Brett being interviewed by the Channel 9 reporter.

Glads new home (Brett's Garage) have a bit of a rest old girl, you've earned it.

Glad's new home. Have a bit of a rest old girl. You've earned it.

Many Thanks

Brett wishes to thank everyone that has contributed to the Slow Drive and there have been many. In no particular order we would like to thank:

The crew that came on the drive with me; Timothy Pollock from Melbourne, Christopher Graham from Northhampton, Anthony Baggs from Perth (who has been on the road for 28 days as he has driven the support vehicle accross australia and back again; well done Baggsy). I would like to thank our families for their support and backing on the drive.

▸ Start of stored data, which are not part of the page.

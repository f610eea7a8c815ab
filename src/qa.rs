//! Question/answer extraction from `####` headings inside a section.

use crate::chunk::Chunk;
use crate::headers::{fenced_ranges, in_fence};
use crate::sections::Section;
use regex::Regex;
use std::sync::OnceLock;

/// Numbered FAQ heading: `#### Q<digits>: question`. Captures the question without its label.
pub const QA_PRIMARY_PATTERN: &str = r"(?m)^####[ \t]+Q\d+:[ \t]*(.*)$";
/// Any fourth-level heading. Captures the heading text verbatim.
pub const QA_FALLBACK_PATTERN: &str = r"(?m)^####[ \t]+(\S.*)$";

fn primary_re() -> &'static Regex {
    static RE: OnceLock<Regex> = OnceLock::new();
    RE.get_or_init(|| Regex::new(QA_PRIMARY_PATTERN).expect("primary qa pattern"))
}

fn fallback_re() -> &'static Regex {
    static RE: OnceLock<Regex> = OnceLock::new();
    RE.get_or_init(|| Regex::new(QA_FALLBACK_PATTERN).expect("fallback qa pattern"))
}

/// Outcome of running the extractor over one section.
#[derive(Debug, Clone, PartialEq, Eq)]
pub enum QaExtraction {
    /// One chunk per matched heading, in appearance order.
    Extracted(Vec<Chunk>),
    /// No heading matched; the caller picks another strategy.
    Empty,
}

impl QaExtraction {
    /// Returns the extracted chunks, or an empty vector for [`QaExtraction::Empty`].
    pub fn into_chunks(self) -> Vec<Chunk> {
        match self {
            Self::Extracted(chunks) => chunks,
            Self::Empty => Vec::new(),
        }
    }
}

struct Heading<'a> {
    start: usize,
    end: usize,
    line: &'a str,
    text: &'a str,
}

fn question_headings(content: &str) -> Vec<Heading<'_>> {
    let fences = fenced_ranges(content);
    fallback_re()
        .captures_iter(content)
        .filter_map(|caps| {
            let line = caps.get(0)?;
            let text = caps.get(1)?;
            if in_fence(&fences, line.start()) {
                return None;
            }
            Some(Heading {
                start: line.start(),
                end: line.end(),
                line: line.as_str(),
                text: text.as_str(),
            })
        })
        .collect()
}

/// Trimmed section text ahead of the first `####` heading.
///
/// This is the whole content when the section has no such heading.
pub fn section_intro<'a>(section: &Section<'a>) -> &'a str {
    let content = section.content;
    let end = question_headings(content)
        .first()
        .map_or(content.len(), |heading| heading.start);
    content[..end].trim()
}

/// Extracts Q&A chunks from a section.
///
/// Numbered `#### Q<n>:` headings are preferred. Only when none exist is every
/// `####` heading treated as a question. Each answer runs to the next `####`
/// heading or the end of the section. A bare `####` line with no text is not a
/// heading and stays inside the surrounding answer. Text before the first
/// heading is left to [`section_intro`].
pub fn extract_qa_pairs(section: &Section<'_>, source: &str) -> QaExtraction {
    let content = section.content;
    let headings = question_headings(content);
    if headings.is_empty() {
        return QaExtraction::Empty;
    }

    let numbered: Vec<(usize, &str)> = headings
        .iter()
        .enumerate()
        .filter_map(|(idx, heading)| {
            primary_re()
                .captures(heading.line)
                .and_then(|caps| caps.get(1))
                .map(|question| (idx, question.as_str()))
        })
        .collect();
    let questions = if numbered.is_empty() {
        headings
            .iter()
            .enumerate()
            .map(|(idx, heading)| (idx, heading.text))
            .collect()
    } else {
        numbered
    };

    let chunks: Vec<Chunk> = questions
        .into_iter()
        .map(|(idx, question)| {
            let answer_end = headings
                .get(idx + 1)
                .map_or(content.len(), |next| next.start);
            let answer = content[headings[idx].end..answer_end].trim();
            Chunk::qa_pair(
                question.trim().to_string(),
                answer.to_string(),
                section.title,
                source,
            )
        })
        .filter(|chunk| !chunk.content().trim().is_empty())
        .collect();

    if chunks.is_empty() {
        QaExtraction::Empty
    } else {
        QaExtraction::Extracted(chunks)
    }
}
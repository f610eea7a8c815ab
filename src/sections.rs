//! Top-level (`##`) section splitting.

use crate::headers::{fenced_ranges, in_fence};
use regex::Regex;
use std::sync::OnceLock;

/// A line opening with exactly two `#` markers followed by whitespace.
pub const SECTION_PATTERN: &str = r"(?m)^##[ \t]+.*$";

/// Sections whose title contains this marker are discarded.
pub const TOC_TITLE_MARKER: &str = "Table of Contents";

fn section_re() -> &'static Regex {
    static RE: OnceLock<Regex> = OnceLock::new();
    RE.get_or_init(|| Regex::new(SECTION_PATTERN).expect("section pattern"))
}

/// Region between one `##` heading and the next.
#[derive(Debug, Clone, Copy, PartialEq, Eq)]
pub struct Section<'a> {
    /// Trimmed heading text.
    pub title: &'a str,
    /// Trimmed body up to the next `##` heading.
    pub content: &'a str,
}

/// Cleaned document split at its `##` headings.
#[derive(Debug, Clone, PartialEq, Eq)]
pub struct SectionSplit<'a> {
    /// Trimmed text before the first `##` heading; the whole text when there are none.
    pub preamble: &'a str,
    /// Sections in heading order, table of contents removed.
    pub sections: Vec<Section<'a>>,
}

/// Splits `text` into its preamble and `##` sections.
///
/// `##` lines inside fenced code blocks are body text, not headings.
pub fn split_document(text: &str) -> SectionSplit<'_> {
    let fences = fenced_ranges(text);
    let headings: Vec<_> = section_re()
        .find_iter(text)
        .filter(|heading| !in_fence(&fences, heading.start()))
        .collect();
    let preamble_end = headings.first().map_or(text.len(), |m| m.start());

    let mut sections = Vec::with_capacity(headings.len());
    for (idx, heading) in headings.iter().enumerate() {
        let end = headings
            .get(idx + 1)
            .map_or(text.len(), |next| next.start());
        let title = heading.as_str().trim_start_matches('#').trim();
        if title.contains(TOC_TITLE_MARKER) {
            continue;
        }
        sections.push(Section {
            title,
            content: text[heading.end()..end].trim(),
        });
    }

    SectionSplit {
        preamble: text[..preamble_end].trim(),
        sections,
    }
}

/// Returns the `##` sections of `text`; empty when the text has no such headings.
pub fn split_sections(text: &str) -> Vec<Section<'_>> {
    split_document(text).sections
}
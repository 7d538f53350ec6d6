use actix_web::{web, HttpResponse, Responder};
use serde::{Deserialize, Serialize};

use crate::database::UserStore;

#[derive(Serialize, Deserialize, utoipa::ToSchema)]
pub struct HealthResponse {
    pub status: String,
    pub service: String,
    pub version: String,
    pub database: String,
    pub timestamp: i64,
}

#[utoipa::path(
    get,
    path = "/health",
    tag = "Health",
    responses(
        (status = 200, description = "Service and database are healthy", body = HealthResponse),
        (status = 503, description = "Database unreachable", body = HealthResponse)
    )
)]
pub async fn health_check(store: web::Data<dyn UserStore>) -> impl Responder {
    let (status, database) = match store.ping().await {
        Ok(()) => ("healthy", "up".to_string()),
        Err(e) => {
            log::warn!("⚠️  Health check: database ping failed: {}", e);
            ("unhealthy", format!("down: {}", e))
        }
    };

    let body = HealthResponse {
        status: status.to_string(),
        service: env!("CARGO_PKG_NAME").to_string(),
        version: env!("CARGO_PKG_VERSION").to_string(),
        database,
        timestamp: chrono::Utc::now().timestamp(),
    };

    if status == "healthy" {
        HttpResponse::Ok().json(body)
    } else {
        HttpResponse::ServiceUnavailable().json(body)
    }
}
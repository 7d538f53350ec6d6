// Utility functions
pub mod error;
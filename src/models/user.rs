use mongodb::bson::{oid::ObjectId, DateTime};
use serde::{Deserialize, Serialize};
use std::fmt;

pub const DEFAULT_ROLE: &str = "user";

/// Endereço opcional do usuário
#[derive(Debug, Clone, PartialEq, Eq, Default, Serialize, Deserialize, utoipa::ToSchema)]
pub struct Address {
    #[serde(skip_serializing_if = "Option::is_none")]
    pub city: Option<String>,
    #[serde(skip_serializing_if = "Option::is_none")]
    pub zip: Option<String>,
}

/// Usuário (armazenado no MongoDB, coleção `users`)
#[derive(Debug, Clone, PartialEq, Serialize, Deserialize)]
#[serde(rename_all = "camelCase")]
pub struct User {
    #[serde(rename = "_id")]
    pub id: ObjectId,

    pub name: String,

    /// Único (índice `email_1`)
    pub email: String,

    #[serde(default, skip_serializing_if = "Option::is_none")]
    pub age: Option<i64>,

    /// Nunca vazio após create/update
    #[serde(default)]
    pub roles: Vec<String>,

    #[serde(default, skip_serializing_if = "Option::is_none")]
    pub address: Option<Address>,

    pub created_at: DateTime,

    /// Version key interna do documento, nunca exposta na API
    #[serde(rename = "__v", default)]
    pub version: i32,
}

/// Representação do usuário nas respostas HTTP
#[derive(Debug, Clone, Serialize, Deserialize, utoipa::ToSchema)]
#[serde(rename_all = "camelCase")]
pub struct UserResponse {
    #[schema(example = "652f1c2e9b1e8a3d4c5b6a79")]
    pub id: String,
    #[schema(example = "Alice")]
    pub name: String,
    #[schema(example = "a@x.com")]
    pub email: String,
    #[serde(skip_serializing_if = "Option::is_none")]
    pub age: Option<i64>,
    pub roles: Vec<String>,
    #[serde(skip_serializing_if = "Option::is_none")]
    pub address: Option<Address>,
    pub created_at: chrono::DateTime<chrono::Utc>,
}

impl From<User> for UserResponse {
    fn from(user: User) -> Self {
        Self {
            id: user.id.to_hex(),
            name: user.name,
            email: user.email,
            age: user.age,
            roles: user.roles,
            address: user.address,
            created_at: chrono::DateTime::from_timestamp_millis(user.created_at.timestamp_millis())
                .unwrap_or_default(),
        }
    }
}

#[derive(Debug, Serialize, Deserialize, utoipa::ToSchema)]
pub struct DeleteUserResponse {
    #[schema(example = "Deleted")]
    pub message: String,
    pub id: String,
}

/// Request para criar usuário (POST /users). Campos desconhecidos são ignorados.
#[derive(Debug, Clone, Default, Deserialize, utoipa::ToSchema)]
pub struct CreateUserRequest {
    #[schema(example = "Alice")]
    pub name: Option<String>,
    #[schema(example = "a@x.com")]
    pub email: Option<String>,
    pub age: Option<i64>,
    pub roles: Option<Vec<String>>,
    pub address: Option<Address>,
}

/// Request de atualização parcial (PATCH /users/{id}).
/// Serializa direto para o documento do `$set`, só com os campos presentes.
#[derive(Debug, Clone, Default, PartialEq, Serialize, Deserialize, utoipa::ToSchema)]
pub struct UpdateUserRequest {
    #[serde(skip_serializing_if = "Option::is_none")]
    pub name: Option<String>,
    #[serde(skip_serializing_if = "Option::is_none")]
    pub email: Option<String>,
    #[serde(skip_serializing_if = "Option::is_none")]
    pub age: Option<i64>,
    #[serde(skip_serializing_if = "Option::is_none")]
    pub roles: Option<Vec<String>>,
    #[serde(skip_serializing_if = "Option::is_none")]
    pub address: Option<Address>,
}

/// Regra de normalização: lista de roles vazia ou ausente vira `["user"]`
pub fn normalize_roles(roles: Option<Vec<String>>) -> Vec<String> {
    match roles {
        Some(roles) if !roles.is_empty() => roles,
        _ => vec![DEFAULT_ROLE.to_string()],
    }
}

// ==================== VALIDATION ====================

#[derive(Debug, Clone, PartialEq, Eq)]
pub struct FieldFailure {
    pub path: &'static str,
    pub message: String,
}

/// Falha de validação com uma ou mais mensagens por campo
#[derive(Debug, Clone, PartialEq, Eq)]
pub struct ValidationError {
    context: &'static str,
    failures: Vec<FieldFailure>,
}

impl ValidationError {
    fn new(context: &'static str) -> Self {
        Self {
            context,
            failures: Vec::new(),
        }
    }

    /// Campo obrigatório e não vazio; devolve string vazia quando falha
    fn require(&mut self, path: &'static str, value: Option<String>) -> String {
        match value {
            Some(value) if !value.trim().is_empty() => value,
            _ => {
                self.push(path, format!("Path `{}` is required.", path));
                String::new()
            }
        }
    }

    /// Campo opcional que, se enviado, não pode ficar vazio
    fn non_empty(&mut self, path: &'static str, value: Option<&String>) {
        if let Some(value) = value {
            if value.trim().is_empty() {
                self.push(path, format!("Path `{}` is required.", path));
            }
        }
    }

    fn min(&mut self, path: &'static str, value: Option<i64>, min: i64) {
        if let Some(value) = value {
            if value < min {
                self.push(
                    path,
                    format!(
                        "Path `{}` ({}) is less than minimum allowed value ({}).",
                        path, value, min
                    ),
                );
            }
        }
    }

    fn push(&mut self, path: &'static str, message: String) {
        self.failures.push(FieldFailure { path, message });
    }

    fn finish(self) -> Result<(), Self> {
        if self.failures.is_empty() {
            Ok(())
        } else {
            Err(self)
        }
    }
}

impl fmt::Display for ValidationError {
    fn fmt(&self, f: &mut fmt::Formatter<'_>) -> fmt::Result {
        write!(f, "{}: ", self.context)?;
        for (i, failure) in self.failures.iter().enumerate() {
            if i > 0 {
                write!(f, ", ")?;
            }
            write!(f, "{}: {}", failure.path, failure.message)?;
        }
        Ok(())
    }
}

impl std::error::Error for ValidationError {}

impl CreateUserRequest {
    /// Normaliza, valida e monta o documento a ser inserido
    pub fn into_user(self, created_at: DateTime) -> Result<User, ValidationError> {
        let roles = normalize_roles(self.roles);

        let mut errors = ValidationError::new("User validation failed");
        let name = errors.require("name", self.name);
        let email = errors.require("email", self.email);
        errors.min("age", self.age, 0);
        errors.finish()?;

        Ok(User {
            id: ObjectId::new(),
            name,
            email,
            age: self.age,
            roles,
            address: self.address,
            created_at,
            version: 0,
        })
    }
}

impl UpdateUserRequest {
    pub fn is_empty(&self) -> bool {
        *self == Self::default()
    }

    /// Mesma regra de roles do create, aplicada só quando `roles` foi enviado
    pub fn normalized(mut self) -> Self {
        if self.roles.is_some() {
            self.roles = Some(normalize_roles(self.roles.take()));
        }
        self
    }

    pub fn validate(&self) -> Result<(), ValidationError> {
        let mut errors = ValidationError::new("Validation failed");
        errors.non_empty("name", self.name.as_ref());
        errors.non_empty("email", self.email.as_ref());
        errors.min("age", self.age, 0);
        errors.finish()
    }

}
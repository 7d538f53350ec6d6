// Store em memória usado pelos testes dos handlers.
// Reproduz a semântica das queries do MongoDB que o serviço usa.

use super::users::USERS_COLLECTION;
use super::{StoreError, UserStore};
use crate::models::{PageRequest, SortField, UpdateUserRequest, User, UserFilter};
use async_trait::async_trait;
use mongodb::bson::oid::ObjectId;
use std::cmp::Ordering;
use std::sync::RwLock;

#[derive(Default)]
pub struct MemoryStore {
    users: RwLock<Vec<User>>,
    failure: Option<String>,
}

impl MemoryStore {
    pub fn new() -> Self {
        Self::default()
    }

    /// Toda operação falha com `message` (simula banco fora do ar)
    pub fn failing(message: &str) -> Self {
        Self {
            users: RwLock::default(),
            failure: Some(message.to_string()),
        }
    }

    pub fn len(&self) -> usize {
        self.users.read().map(|users| users.len()).unwrap_or(0)
    }

    fn check(&self) -> Result<(), StoreError> {
        match &self.failure {
            Some(message) => Err(StoreError(message.clone())),
            None => Ok(()),
        }
    }

    fn lock_error() -> StoreError {
        StoreError("memory store lock poisoned".to_string())
    }
}

fn duplicate_email(email: &str) -> StoreError {
    StoreError(format!(
        "E11000 duplicate key error collection: demoDB.{} index: email_1 dup key: {{ email: \"{}\" }}",
        USERS_COLLECTION, email
    ))
}

/// Merge dos campos presentes, como o `$set` do MongoDB
fn apply_changes(user: &mut User, changes: &UpdateUserRequest) {
    if let Some(name) = &changes.name {
        user.name = name.clone();
    }
    if let Some(email) = &changes.email {
        user.email = email.clone();
    }
    if let Some(age) = changes.age {
        user.age = Some(age);
    }
    if let Some(roles) = &changes.roles {
        user.roles = roles.clone();
    }
    if let Some(address) = &changes.address {
        user.address = Some(address.clone());
    }
}

fn matches(user: &User, filter: &UserFilter) -> bool {
    if let Some(min_age) = filter.min_age {
        match user.age {
            Some(age) if age as f64 >= min_age => {}
            _ => return false,
        }
    }
    if let Some(role) = &filter.role {
        if !user.roles.iter().any(|r| r == role) {
            return false;
        }
    }
    if let Some(q) = &filter.name_contains {
        if !user.name.to_lowercase().contains(&q.to_lowercase()) {
            return false;
        }
    }
    true
}

/// Campo ausente ordena antes de qualquer valor, como no MongoDB
fn compare_field(a: &User, b: &User, key: &SortField) -> Ordering {
    let ordering = match key.field.as_str() {
        "name" => a.name.cmp(&b.name),
        "email" => a.email.cmp(&b.email),
        "age" => a.age.cmp(&b.age),
        "createdAt" => a.created_at.cmp(&b.created_at),
        "_id" => a.id.bytes().cmp(&b.id.bytes()),
        _ => Ordering::Equal,
    };
    if key.descending {
        ordering.reverse()
    } else {
        ordering
    }
}

#[async_trait]
impl UserStore for MemoryStore {
    async fn insert_user(&self, user: &User) -> Result<(), StoreError> {
        self.check()?;
        let mut users = self.users.write().map_err(|_| Self::lock_error())?;
        if users.iter().any(|u| u.email == user.email) {
            return Err(duplicate_email(&user.email));
        }
        users.push(user.clone());
        Ok(())
    }

    async fn find_users(&self, filter: &UserFilter, page: &PageRequest) -> Result<Vec<User>, StoreError> {
        self.check()?;
        let users = self.users.read().map_err(|_| Self::lock_error())?;

        let mut found: Vec<User> = users.iter().filter(|u| matches(u, filter)).cloned().collect();
        found.sort_by(|a, b| {
            page.sort
                .iter()
                .map(|key| compare_field(a, b, key))
                .find(|ordering| *ordering != Ordering::Equal)
                .unwrap_or(Ordering::Equal)
        });

        Ok(found
            .into_iter()
            .skip(page.skip as usize)
            .take(page.limit as usize)
            .collect())
    }

    async fn find_user(&self, id: ObjectId) -> Result<Option<User>, StoreError> {
        self.check()?;
        let users = self.users.read().map_err(|_| Self::lock_error())?;
        Ok(users.iter().find(|u| u.id == id).cloned())
    }

    async fn update_user(&self, id: ObjectId, changes: &UpdateUserRequest) -> Result<Option<User>, StoreError> {
        self.check()?;
        let mut users = self.users.write().map_err(|_| Self::lock_error())?;

        if let Some(email) = &changes.email {
            if users.iter().any(|u| u.id != id && &u.email == email) {
                return Err(duplicate_email(email));
            }
        }

        Ok(users.iter_mut().find(|u| u.id == id).map(|user| {
            apply_changes(user, changes);
            user.clone()
        }))
    }

    async fn delete_user(&self, id: ObjectId) -> Result<Option<User>, StoreError> {
        self.check()?;
        let mut users = self.users.write().map_err(|_| Self::lock_error())?;
        let position = users.iter().position(|u| u.id == id);
        Ok(position.map(|index| users.remove(index)))
    }

    async fn ping(&self) -> Result<(), StoreError> {
        self.check()
    }
}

Bret Treasure of freebeer.com  for designing the website and providing constant backroom advice and I.T. support. He has corrected all our errors daily.

I’d like to thank Graham Wilson for restoring Glad superbly and allowing us the pleasure of her company for many years to come.

Thanks to the W.A. A-Model Restorers Club and their network across Australia, especially the club presiedent Evan Gobby, who was always there to give technical advice for Glad’s on-going health.

.Also thanks to Keith Eastwood, T&A Auto spares (formely Henry’s Auto Spares). He was on standby 24/7 to supply parts if required. Thank God we didn’t require his services. Thanks to R.A.C.W.A for giving Glad their road side assistance package and Shannons Insurance for covering the trip. Our claim for the infamous Queensland kangaroo will be in the mail soon.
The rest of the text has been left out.